_EXTRACTED MATERIAL_
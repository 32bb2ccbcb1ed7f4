//! The library code for the `blogd` blog engine. A build turns a directory of
//! Markdown posts into an in-memory [`crate::build::SiteIndex`], which is then
//! served over HTTP. The architecture can be broken down into these steps:
//!
//! 1. Loading posts from source files on disk ([`crate::post`])
//! 2. Rewriting inline `#tag` markers and grouping posts by tag
//!    ([`crate::tag`])
//! 3. Paginating the posts and assembling the HTML for every page, post and
//!    tag ([`crate::page`], [`crate::build`])
//! 4. Publishing the result and answering requests against it
//!    ([`crate::site`], [`crate::router`], [`crate::serve`])
//!
//! Every rebuild is a full recomputation. The live index is replaced
//! wholesale, so a request never observes a half-built site.

#![cfg_attr(feature = "fail-on-warnings", deny(warnings))]

pub mod build;
pub mod config;
pub mod logger;
pub mod markdown;
pub mod page;
pub mod post;
pub mod router;
pub mod serve;
pub mod site;
pub mod tag;
pub mod watch;
//! Logging with a timestamp and a colored module prefix.
//!
//! Every call writes exactly one line to standard output:
//!
//! ```text
//! 1700000000000	[build] Rebuilding...
//! ```
//!
//! The first column is the current Unix time in milliseconds.
//!
//! # Usage
//! ```ignore
//! log!("build"; "Reading {} posts...", count);
//! ```

use chrono::Utc;
use colored::{ColoredString, Colorize};
use std::io::{stdout, Write};

/// Log a message with a timestamp and a colored module prefix.
#[macro_export]
macro_rules! log {
    ($module:expr; $($arg:tt)*) => {{
        $crate::logger::log($module, &format!($($arg)*))
    }};
}

/// Write one log line. Prefer the [`log!`](crate::log) macro.
pub fn log(module: &str, message: &str) {
    let line = format_line(Utc::now().timestamp_millis(), module, message);
    let mut stdout = stdout().lock();
    writeln!(stdout, "{}", line).ok();
    stdout.flush().ok();
}

fn format_line(millis: i64, module: &str, message: &str) -> String {
    // Keep each event on a single line.
    let message = message.replace('\n', " ");
    format!("{}\t{} {}", millis, colorize_prefix(module), message)
}

/// Apply color to a module prefix based on module type.
fn colorize_prefix(module: &str) -> ColoredString {
    let prefix = format!("[{}]", module);
    match module.to_ascii_lowercase().as_str() {
        "serve" => prefix.bright_blue().bold(),
        "watch" => prefix.bright_green().bold(),
        "error" => prefix.bright_red().bold(),
        _ => prefix.bright_yellow().bold(),
    }
}

#[cfg(test)]
mod test {
    use super::*;

    #[test]
    fn test_format_line_is_single_line() {
        colored::control::set_override(false);
        let line = format_line(42, "build", "first\nsecond");
        assert_eq!(line, "42\t[build] first second");
    }
}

_EXERCISE_
Please make an exact copy of each record.

_OUTPUT OF THE TASK_
repository 32bb2ccbcb1ed7f4
//! The library code for the `blogd` blog engine. A build turns a directory of
//! Markdown posts into an in-memory [`crate::build::SiteIndex`], which is then
//! served over HTTP. The architecture can be broken down into these steps:
//!
//! 1. Loading posts from source files on disk ([`crate::post`])
//! 2. Rewriting inline `#tag` markers and grouping posts by tag
//!    ([`crate::tag`])
//! 3. Paginating the posts and assembling the HTML for every page, post and
//!    tag ([`crate::page`], [`crate::build`])
//! 4. Publishing the result and answering requests against it
//!    ([`crate::site`], [`crate::router`], [`crate::serve`])
//!
//! Every rebuild is a full recomputation. The live index is replaced
//! wholesale, so a request never observes a half-built site.

#![cfg_attr(feature = "fail-on-warnings", deny(warnings))]

pub mod build;
pub mod config;
pub mod logger;
pub mod markdown;
pub mod page;
pub mod post;
pub mod router;
pub mod serve;
pub mod site;
pub mod tag;
pub mod watch;
//! Logging with a timestamp and a colored module prefix.
//!
//! Every call writes exactly one line to standard output:
//!
//! ```text
//! 1700000000000	[build] Rebuilding...
//! ```
//!
//! The first column is the current Unix time in milliseconds.
//!
//! # Usage
//! ```ignore
//! log!("build"; "Reading {} posts...", count);
//! ```

use chrono::Utc;
use colored::{ColoredString, Colorize};
use std::io::{stdout, Write};

/// Log a message with a timestamp and a colored module prefix.
#[macro_export]
macro_rules! log {
    ($module:expr; $($arg:tt)*) => {{
        $crate::logger::log($module, &format!($($arg)*))
    }};
}

/// Write one log line. Prefer the [`log!`](crate::log) macro.
pub fn log(module: &str, message: &str) {
    let line = format_line(Utc::now().timestamp_millis(), module, message);
    let mut stdout = stdout().lock();
    writeln!(stdout, "{}", line).ok();
    stdout.flush().ok();
}

fn format_line(millis: i64, module: &str, message: &str) -> String {
    // Keep each event on a single line.
    let message = message.replace('\n', " ");
    format!("{}\t{} {}", millis, colorize_prefix(module), message)
}

/// Apply color to a module prefix based on module type.
fn colorize_prefix(module: &str) -> ColoredString {
    let prefix = format!("[{}]", module);
    match module.to_ascii_lowercase().as_str() {
        "serve" => prefix.bright_blue().bold(),
        "watch" => prefix.bright_green().bold(),
        "error" => prefix.bright_red().bold(),
        _ => prefix.bright_yellow().bold(),
    }
}

#[cfg(test)]
mod test {
    use super::*;

    #[test]
    fn test_format_line_is_single_line() {
        colored::control::set_override(false);
        let line = format_line(42, "build", "first\nsecond");
        assert_eq!(line, "42\t[build] first second");
    }
}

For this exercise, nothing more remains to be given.